*** DATASET EXCERPTS ***

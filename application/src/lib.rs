//! Application layer for chorus
//!
//! This crate contains use cases, port definitions, and application
//! configuration. It depends only on the domain layer; concrete model
//! transports and sinks are supplied by callers through the ports.

pub mod config;
pub mod ports;
pub mod use_cases;

// Re-export commonly used types
pub use config::{DEFAULT_PER_CALL_TIMEOUT_SECS, EnsembleParams};
pub use ports::exchange_log::{ExchangeEvent, ExchangeLogger, NoExchangeLogger};
pub use ports::model_client::{ClientRegistry, ModelCallError, ModelClient};
pub use ports::progress::{EnsembleProgress, NoProgress};
pub use use_cases::run_ensemble::{RunEnsembleError, RunEnsembleInput, RunEnsembleUseCase};
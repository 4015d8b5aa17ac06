//! Response text analysis.
//!
//! Pure, deterministic heuristics over response text:
//!
//! - [`quality`]: the five quality sub-scores and issue flags
//! - [`consensus`]: cross-model agreement scoring
//! - [`textops`]: shared sentence/paragraph/word primitives
//!
//! Keyword tables live in the crate-private `lexicon` module; everything
//! matches lowercased text
//! against fixed lists so the heuristics stay auditable and deterministic.

pub(crate) mod lexicon;

pub mod consensus;
pub mod quality;
pub mod textops;

pub use consensus::{NEUTRAL_AGREEMENT, agreement};
pub use quality::{QualityIssue, QualityScore, analyze};
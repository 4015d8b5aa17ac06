//! Use cases
//!
//! Application-level operations that orchestrate domain logic.

pub mod run_ensemble;
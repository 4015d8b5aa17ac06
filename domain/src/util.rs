//! Shared utility functions.

/// Shorten a string to at most `max_chars` characters for display.
///
/// Counts characters rather than bytes so multi-byte text never gets cut
/// mid-character. A shortened string ends in `...`.
pub fn truncate_str(s: &str, max_chars: usize) -> String {
    if s.chars().count() <= max_chars {
        return s.to_string();
    }
    let cut: String = s.chars().take(max_chars).collect();
    format!("{cut}...")
}
//! Model client port
//!
//! Defines the interface for invoking a single model with a prompt.

use async_trait::async_trait;
use chorus_domain::CanonicalModel;
use std::collections::HashMap;
use std::sync::Arc;
use thiserror::Error;

/// Errors a model client can report
#[derive(Error, Debug)]
pub enum ModelCallError {
    #[error("Model not available: {0}")]
    Unavailable(String),

    #[error("Request failed: {0}")]
    RequestFailed(String),

    #[error("Transport closed")]
    TransportClosed,
}

/// One callable model.
///
/// This port defines how the application layer talks to a model backend.
/// Implementations (adapters) live outside this crate; the ensemble only
/// needs prompt-in, text-out.
#[async_trait]
pub trait ModelClient: Send + Sync {
    /// The model name this client answers for
    fn model_name(&self) -> &str;

    /// Send a prompt and wait for the full response text
    async fn invoke(&self, prompt: &str) -> Result<String, ModelCallError>;
}

/// Clients keyed by canonical model, so every spelling of a model name
/// resolves to the same client.
#[derive(Default)]
pub struct ClientRegistry {
    clients: HashMap<CanonicalModel, Arc<dyn ModelClient>>,
}

impl ClientRegistry {
    pub fn new() -> Self {
        Self {
            clients: HashMap::new(),
        }
    }

    /// Register a client under its canonical model name. A later client
    /// for the same canonical model replaces the earlier one.
    pub fn register(&mut self, client: Arc<dyn ModelClient>) {
        let key = CanonicalModel::normalize(client.model_name());
        self.clients.insert(key, client);
    }

    /// Look up the client for a model name in any spelling
    pub fn get(&self, model: &str) -> Option<Arc<dyn ModelClient>> {
        self.clients.get(&CanonicalModel::normalize(model)).cloned()
    }

    /// Canonical names of every registered model, sorted
    pub fn model_names(&self) -> Vec<String> {
        let mut names: Vec<String> = self.clients.keys().map(|m| m.to_string()).collect();
        names.sort();
        names
    }

    pub fn len(&self) -> usize {
        self.clients.len()
    }

    pub fn is_empty(&self) -> bool {
        self.clients.is_empty()
    }
}
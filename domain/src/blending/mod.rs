//! Deciding between a single best answer and a composite one.
//!
//! [`decide`] gates blending on the query: comparison queries always
//! blend once two usable candidates exist, everything else has to clear a
//! complexity bar first. [`blend`] then assembles the composite; it
//! degrades to the top-ranked text whenever a strategy finds nothing
//! worth adding, so callers never have to special-case a failed blend.

use crate::core::category::QueryCategory;
use crate::core::query::Query;
use serde::{Deserialize, Serialize};
use std::fmt;

pub mod strategies;

pub use strategies::{BlendedText, blend};

/// Blending needs at least this many usable candidate texts
pub const MIN_BLEND_CANDIDATES: usize = 2;
/// Reasoning queries blend from this complexity up
pub const REASONING_BLEND_COMPLEXITY: u8 = 7;
/// Technical queries blend from this complexity up
pub const TECHNICAL_BLEND_COMPLEXITY: u8 = 8;
/// Every other category blends only near the top of the scale
pub const DEFAULT_BLEND_COMPLEXITY: u8 = 9;

/// How a composite answer gets assembled
#[derive(Debug, Clone, Copy, PartialEq, Eq, Serialize, Deserialize)]
#[serde(rename_all = "lowercase")]
pub enum BlendStrategy {
    Comparison,
    Technical,
    Explanation,
    General,
}

impl BlendStrategy {
    pub fn as_str(&self) -> &'static str {
        match self {
            BlendStrategy::Comparison => "comparison",
            BlendStrategy::Technical => "technical",
            BlendStrategy::Explanation => "explanation",
            BlendStrategy::General => "general",
        }
    }
}

impl fmt::Display for BlendStrategy {
    fn fmt(&self, f: &mut fmt::Formatter<'_>) -> fmt::Result {
        write!(f, "{}", self.as_str())
    }
}

/// Outcome of the blend gate
#[derive(Debug, Clone, Copy, PartialEq, Eq, Serialize, Deserialize)]
pub enum BlendDecision {
    /// Serve the top-ranked text as-is
    Single,
    /// Assemble a composite with the given strategy
    Blend(BlendStrategy),
}

impl BlendDecision {
    pub fn is_blend(&self) -> bool {
        matches!(self, BlendDecision::Blend(_))
    }

    pub fn strategy(&self) -> Option<BlendStrategy> {
        match self {
            BlendDecision::Single => None,
            BlendDecision::Blend(strategy) => Some(*strategy),
        }
    }
}

/// The strategy a category blends with when the gate passes
pub fn strategy_for(category: QueryCategory) -> BlendStrategy {
    match category {
        QueryCategory::Comparison => BlendStrategy::Comparison,
        QueryCategory::Technical => BlendStrategy::Technical,
        QueryCategory::Explanation => BlendStrategy::Explanation,
        _ => BlendStrategy::General,
    }
}

/// Decide whether this query's answers are worth blending.
///
/// `valid_count` is the number of candidates with usable text. Comparison
/// queries blend whenever two exist; other categories only once the query
/// is complex enough that a single model's answer tends to be partial.
pub fn decide(query: &Query, valid_count: usize) -> BlendDecision {
    if valid_count < MIN_BLEND_CANDIDATES {
        return BlendDecision::Single;
    }
    let category = query.category();
    let passes = match category {
        QueryCategory::Comparison => true,
        QueryCategory::Reasoning => query.complexity() >= REASONING_BLEND_COMPLEXITY,
        QueryCategory::Technical => query.complexity() >= TECHNICAL_BLEND_COMPLEXITY,
        _ => query.complexity() >= DEFAULT_BLEND_COMPLEXITY,
    };
    if passes {
        BlendDecision::Blend(strategy_for(category))
    } else {
        BlendDecision::Single
    }
}
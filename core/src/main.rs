use jetton_client::address::parse_address;
use jetton_client::scenario::run_capped_supply;
use jetton_client::{
    load_config, AppConfig, ClientError, JettonDataView, JettonMinter, JettonMinterConfig,
    JettonMinterContent, Sandbox,
};
use std::env;
use std::process::ExitCode;
use tracing_subscriber::{layer::SubscriberExt, util::SubscriberInitExt, EnvFilter};

const USAGE: &str = "Usage: jetton-client [state|scenario]";

/// Deploy a fresh minter and print its state.
fn print_state(config: &AppConfig) -> Result<(), ClientError> {
    let mut sandbox = Sandbox::from_config(config)?;
    let admin = match &config.admin {
        Some(strkey) => parse_address(sandbox.env(), strkey)?,
        None => sandbox.treasury("deployer"),
    };

    let minter = JettonMinter::create_from_config(
        &sandbox,
        &JettonMinterConfig {
            admin,
            content: JettonMinterContent {
                uri: config.content_uri.clone(),
            },
            capped_supply: config.capped_supply(),
            price: config.price(),
        },
    )?;

    let view = JettonDataView::from_data(&minter.get_jetton_data())?;
    println!("{}", serde_json::to_string_pretty(&view)?);
    Ok(())
}

fn main() -> ExitCode {
    // -------------------------------
    // Load configuration
    // -------------------------------
    let config = match load_config() {
        Ok(config) => config,
        Err(e) => {
            eprintln!("Failed to load configuration: {}", e);
            return ExitCode::FAILURE;
        }
    };

    // -------------------------------
    // Initialize Tracing / Logging
    // -------------------------------
    let filter = EnvFilter::try_from_default_env()
        .unwrap_or_else(|_| EnvFilter::new(config.rust_log.as_str()));
    tracing_subscriber::registry()
        .with(filter)
        .with(tracing_subscriber::fmt::layer().with_writer(std::io::stderr))
        .init();

    tracing::debug!("jetton-client initialized with config: {:?}", config);

    let args: Vec<String> = env::args().collect();
    let result = match args.get(1).map(String::as_str) {
        None | Some("state") => print_state(&config),
        Some("scenario") => run_capped_supply(&config).and_then(|report| {
            println!("{}", serde_json::to_string_pretty(&report)?);
            Ok(())
        }),
        Some(other) => {
            eprintln!("Unknown command: {}\n{}", other, USAGE);
            return ExitCode::FAILURE;
        }
    };

    match result {
        Ok(()) => ExitCode::SUCCESS,
        Err(e) => {
            tracing::error!("{}", e);
            ExitCode::FAILURE
        }
    }
}
use crate::storage_types::{DataKey, WALLET_BUMP_AMOUNT, WALLET_LIFETIME_THRESHOLD};
use soroban_sdk::{contractclient, xdr::ToXdr, Address, BytesN, Env};

/// The part of the holder wallet interface the minter calls into.
#[allow(dead_code)]
#[contractclient(name = "JettonWalletClient")]
pub trait JettonWalletInterface {
    fn internal_transfer(e: Env, amount: i128, from: Address, forward_amount: i128) -> i128;
}

// Hashing the template into the salt makes the address a function of both
// the owner and the wallet code.
fn wallet_salt(e: &Env, owner: &Address, wallet_code: &BytesN<32>) -> BytesN<32> {
    let preimage = (owner.clone(), wallet_code.clone()).to_xdr(e);
    e.crypto().sha256(&preimage).into()
}

/// Address of `owner`'s wallet, whether or not it has been deployed yet.
pub fn wallet_address(e: &Env, owner: &Address, wallet_code: &BytesN<32>) -> Address {
    e.deployer()
        .with_current_contract(wallet_salt(e, owner, wallet_code))
        .deployed_address()
}

pub fn is_wallet_deployed(e: &Env, owner: &Address) -> bool {
    e.storage()
        .persistent()
        .has(&DataKey::Wallet(owner.clone()))
}

pub(crate) fn mark_wallet_deployed(e: &Env, owner: &Address) {
    e.storage()
        .persistent()
        .set(&DataKey::Wallet(owner.clone()), &true);
    bump_wallet_flag(e, owner);
}

fn bump_wallet_flag(e: &Env, owner: &Address) {
    e.storage().persistent().extend_ttl(
        &DataKey::Wallet(owner.clone()),
        WALLET_LIFETIME_THRESHOLD,
        WALLET_BUMP_AMOUNT,
    );
}

/// Credits `amount` units to `owner`'s wallet, deploying the wallet from
/// `wallet_code` on the holder's first credit. Returns the wallet address.
pub fn credit_wallet(
    e: &Env,
    wallet_code: &BytesN<32>,
    owner: &Address,
    amount: i128,
    from: &Address,
    forward_amount: i128,
) -> Address {
    let deployer = e
        .deployer()
        .with_current_contract(wallet_salt(e, owner, wallet_code));

    let wallet = if is_wallet_deployed(e, owner) {
        bump_wallet_flag(e, owner);
        deployer.deployed_address()
    } else {
        let wallet = deployer.deploy_v2(
            wallet_code.clone(),
            (owner.clone(), e.current_contract_address()),
        );
        mark_wallet_deployed(e, owner);
        wallet
    };

    JettonWalletClient::new(e, &wallet).internal_transfer(&amount, from, &forward_amount);
    wallet
}
//! Client-side wrapper for the capped jetton minter.
//!
//! Hosts the minter and holder wallets in a local ledger sandbox and exposes
//! them through typed handles: deploy, mint, admin change, wallet discovery and
//! the read-only state queries.

pub mod address;
pub mod config;
pub mod errors;
pub mod minter;
pub mod sandbox;
pub mod scenario;
pub mod wallet;

pub use crate::config::{load_config, AppConfig};
pub use crate::errors::ClientError;
pub use crate::minter::{
    jetton_content_to_bytes, JettonDataView, JettonMinter, JettonMinterConfig,
    JettonMinterContent, SupplyPriceView,
};
pub use crate::sandbox::{ResourceUsage, Sandbox, WalletTemplate};
pub use crate::wallet::JettonWallet;
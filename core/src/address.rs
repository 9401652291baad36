use soroban_sdk::xdr::{AccountId, PublicKey, ScAddress, Uint256};
use soroban_sdk::{Address, Env, String as SorobanString};
use stellar_strkey::Strkey;
use thiserror::Error;

#[derive(Error, Debug)]
pub enum AddressError {
    #[error("Invalid strkey {input}: {details}")]
    InvalidStrkey { input: String, details: String },

    #[error("Unsupported address type for {0}: expected an account (G...) or contract (C...)")]
    Unsupported(String),

    #[error("Address cannot be rendered as a strkey")]
    Unrepresentable,
}

/// Parse an account or contract strkey into a host `Address`.
pub fn parse_address(env: &Env, input: &str) -> Result<Address, AddressError> {
    let strkey = Strkey::from_string(input).map_err(|e| AddressError::InvalidStrkey {
        input: input.to_string(),
        details: e.to_string(),
    })?;

    match strkey {
        Strkey::PublicKeyEd25519(_) | Strkey::Contract(_) => {
            Ok(Address::from_string(&SorobanString::from_str(env, input)))
        }
        _ => Err(AddressError::Unsupported(input.to_string())),
    }
}

/// Render a host `Address` as its strkey (`G...` for accounts, `C...` for contracts).
pub fn to_strkey(address: &Address) -> Result<String, AddressError> {
    let sc_address = ScAddress::try_from(address).map_err(|_| AddressError::Unrepresentable)?;

    #[allow(unreachable_patterns)]
    let strkey = match sc_address {
        ScAddress::Account(AccountId(PublicKey::PublicKeyTypeEd25519(Uint256(bytes)))) => {
            Strkey::PublicKeyEd25519(stellar_strkey::ed25519::PublicKey(bytes))
        }
        ScAddress::Contract(hash) => Strkey::Contract(stellar_strkey::Contract(hash.0)),
        _ => return Err(AddressError::Unrepresentable),
    };
    Ok(strkey.to_string())
}
use soroban_sdk::{contracttype, Address, Bytes, BytesN};

pub(crate) const DAY_IN_LEDGERS: u32 = 17280;
pub(crate) const INSTANCE_BUMP_AMOUNT: u32 = 7 * DAY_IN_LEDGERS;
pub(crate) const INSTANCE_LIFETIME_THRESHOLD: u32 = INSTANCE_BUMP_AMOUNT - DAY_IN_LEDGERS;

pub(crate) const WALLET_BUMP_AMOUNT: u32 = 30 * DAY_IN_LEDGERS;
pub(crate) const WALLET_LIFETIME_THRESHOLD: u32 = WALLET_BUMP_AMOUNT - DAY_IN_LEDGERS;

#[derive(Clone)]
#[contracttype]
pub enum DataKey {
    State,
    // Set once the holder's wallet has been deployed.
    Wallet(Address),
}

/// The minter's whole persisted state. Stored as a single record so every
/// mutation lands in one write.
#[contracttype]
#[derive(Clone, Debug, Eq, PartialEq)]
pub struct IssuanceState {
    pub total_supply: i128,
    pub capped_supply: i128,
    pub price: i128,
    pub admin: Address,
    pub content: Bytes,
    pub wallet_code: BytesN<32>,
    pub payment_asset: Address,
}

#[contracttype]
#[derive(Clone, Debug, Eq, PartialEq)]
pub struct JettonData {
    pub total_supply: i128,
    pub mintable: bool,
    pub admin: Address,
    pub content: Bytes,
    pub wallet_code: BytesN<32>,
}

#[contracttype]
#[derive(Clone, Debug, Eq, PartialEq)]
pub struct SupplyPrice {
    pub capped_supply: i128,
    pub price: i128,
}

#[contracttype]
#[derive(Clone, Debug, Eq, PartialEq)]
pub struct WalletDiscovery {
    pub wallet_address: Address,
    pub owner: Option<Address>,
}

#[contracttype]
#[derive(Clone, Debug, Eq, PartialEq)]
pub struct MintEvent {
    pub requestor: Address,
    pub recipient: Address,
    pub wallet: Address,
    pub amount: i128,
    pub payment: i128,
    pub forward_amount: i128,
    pub total_supply: i128,
}

#[contracttype]
#[derive(Clone, Debug, Eq, PartialEq)]
pub struct AdminChangedEvent {
    pub previous: Address,
    pub new_admin: Address,
}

***

TASK INSTRUCTIONS ->
Find the word "ranked" in the entries above, then copy each line that holds it.

ANSWER SECTION ->
//! degrades to the top-ranked text whenever a strategy finds nothing
    /// Serve the top-ranked text as-is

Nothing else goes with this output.